From: McKenzie River Trust
Three years after the Holiday Farm fire burned more than 173,000 acres in the McKenzie River valley, partners are celebrating the completion of floodplain restoration work at Finn Rock Reach. Beginning in the summer of 2021, restoration activities have included reshaping nearly 90 acres of floodplain forest and returning the area back to aquatic habitat along the Middle McKenzie River.
The project, led by partners including McKenzie River Trust, the US Forest Service, and the McKenzie Watershed Council, builds on years of investments in the Middle McKenzie Valley. The project has increased habitat diversity and available slow-water areas to protect fish, capture sediment, and bolster groundwater recharging. Across the site, aquatic habitat has been increased by around 50%, supporting Spring Chinook salmon, Pacific lamprey, Western Pond Turtles, and other plants and animals who call this area home.

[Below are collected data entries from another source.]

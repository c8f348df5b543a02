//! Diagnósticos estructurados.
//!
//! Cada fase reporta sus errores como `Located<E>`, donde `E` es
//! el tipo de error propio de la fase. Los diagnósticos se acumulan
//! en orden de descubrimiento dentro de [`Diagnostics`], el cual es
//! el único medio por el que el compilador comunica errores de
//! usuario. La presentación en terminal es responsabilidad del driver.

use crate::source::{Located, Location};
use std::{
    error::Error,
    fmt::{self, Display},
};

mod sealed {
    pub trait Sealed {}
}

/// Taxonomía de errores visibles al usuario.
#[derive(Copy, Clone, Debug, PartialEq, Eq, Hash)]
pub enum ErrorKind {
    /// Carácter o literal fuera de la gramática léxica.
    Lexical,

    /// Violación de la gramática.
    Syntax,

    /// Declaración duplicada en un mismo ámbito.
    Redeclaration,

    /// Uso de un identificador sin declaración visible.
    Undeclared,

    /// Incompatibilidad de tipos o uso indebido de un constructo.
    Type,

    /// Cantidad incorrecta de argumentos en una llamada.
    Arity,
}

impl Display for ErrorKind {
    fn fmt(&self, fmt: &mut fmt::Formatter<'_>) -> fmt::Result {
        let string = match self {
            ErrorKind::Lexical => "lexical error",
            ErrorKind::Syntax => "syntax error",
            ErrorKind::Redeclaration => "redeclaration error",
            ErrorKind::Undeclared => "undeclared error",
            ErrorKind::Type => "type error",
            ErrorKind::Arity => "arity error",
        };

        fmt.write_str(string)
    }
}

/// Clasificación de un error de fase dentro de [`ErrorKind`].
pub trait Classify {
    fn kind(&self) -> ErrorKind;
}

/// Un error de usuario con una ubicación asociada.
pub trait LocatedError: sealed::Sealed + fmt::Debug {
    fn kind(&self) -> ErrorKind;
    fn source(&self) -> &dyn Error;
    fn location(&self) -> &Location;
}

/// Secuencia ordenada de errores reportados por una compilación.
#[derive(Debug, Default)]
pub struct Diagnostics {
    errors: Vec<Box<dyn 'static + LocatedError>>,
}

impl Diagnostics {
    /// Cantidad de errores.
    pub fn len(&self) -> usize {
        self.errors.len()
    }

    /// Determina si no hay errores.
    pub fn is_empty(&self) -> bool {
        self.errors.is_empty()
    }

    /// Itera en orden de descubrimiento.
    pub fn iter(&self) -> impl Iterator<Item = &dyn LocatedError> {
        self.errors.iter().map(|error| &**error)
    }

    /// Clases de cada error, en orden.
    pub fn kinds(&self) -> Vec<ErrorKind> {
        self.iter().map(LocatedError::kind).collect()
    }
}

impl<E: 'static + LocatedError> From<E> for Diagnostics {
    fn from(error: E) -> Self {
        Diagnostics {
            errors: vec![Box::new(error)],
        }
    }
}

impl<E: 'static + LocatedError> From<Vec<E>> for Diagnostics {
    fn from(errors: Vec<E>) -> Self {
        let errors = errors
            .into_iter()
            .map(|error| {
                let errors: Box<dyn LocatedError> = Box::new(error);
                errors
            })
            .collect();

        Diagnostics { errors }
    }
}

impl Display for Diagnostics {
    fn fmt(&self, fmt: &mut fmt::Formatter<'_>) -> fmt::Result {
        let Diagnostics { errors } = self;

        if errors.is_empty() {
            return writeln!(fmt, "No errors were reported");
        }

        for error in errors {
            writeln!(fmt, "{}: {}", error.kind(), error.source())?;

            let location = error.location();
            writeln!(fmt, " --> {}", location)?;

            let digits = location.end().line().to_string().chars().count();
            writeln!(fmt, "{:digits$} |", "", digits = digits)?;

            for line_number in location.start().line()..=location.end().line() {
                location.source().with_line(line_number, |line| {
                    writeln!(fmt, "{:>digits$} | {}", line_number, line, digits = digits)
                })?
            }

            // Rangos de varias líneas solo se subrayan desde su inicio
            let from = location.start().column();
            let to = if location.end().line() == location.start().line() {
                location.end().column().saturating_sub(1).max(from)
            } else {
                from
            };

            let skip = (from - 1) as usize;
            let highlight = (to - from + 1) as usize;

            writeln!(
                fmt,
                "{:digits$} | {:skip$}{:^<highlight$}",
                "",
                "",
                "",
                digits = digits,
                skip = skip,
                highlight = highlight
            )?;

            writeln!(fmt)?;
        }

        let error_or_errors = if errors.len() == 1 { "error" } else { "errors" };
        writeln!(
            fmt,
            "Build failed with {} {}",
            errors.len(),
            error_or_errors
        )
    }
}

impl<E: Error + Classify> sealed::Sealed for Located<E> {}

impl<E: Error + Classify> LocatedError for Located<E> {
    fn kind(&self) -> ErrorKind {
        self.val().kind()
    }

    fn source(&self) -> &dyn Error {
        self.val()
    }

    fn location(&self) -> &Location {
        Located::location(self)
    }
}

Part of a long-term vision for restoring the Middle McKenzie River, Finn Rock Reach is one of many completed and planned projects. Working collaboratively across the basin, partners have already restored more than 900 acres between Finn Rock and the headwaters of the McKenzie River. Beyond benefiting fish and wildlife, restoration work offers broad community benefits. According to Susan Fricke, the Water Resources and Quality Assurance Supervisor for EWEB, one of the project’s key funders, “These large-scale restoration projects help build resiliency for downstream infrastructure. Community benefits include supporting clean drinking water by dropping out sediment and contaminants and slowing down water during storm events by spreading the water across a floodplain.”
Over the years ahead, contractors and volunteers will work to replant the site, tend to invasive species, and monitor the ongoing recovery of the area. With your support, we’ll continue to work in partnership across the McKenzie basin to support clean water, abundant fish and wildlife habitat, and thriving communities.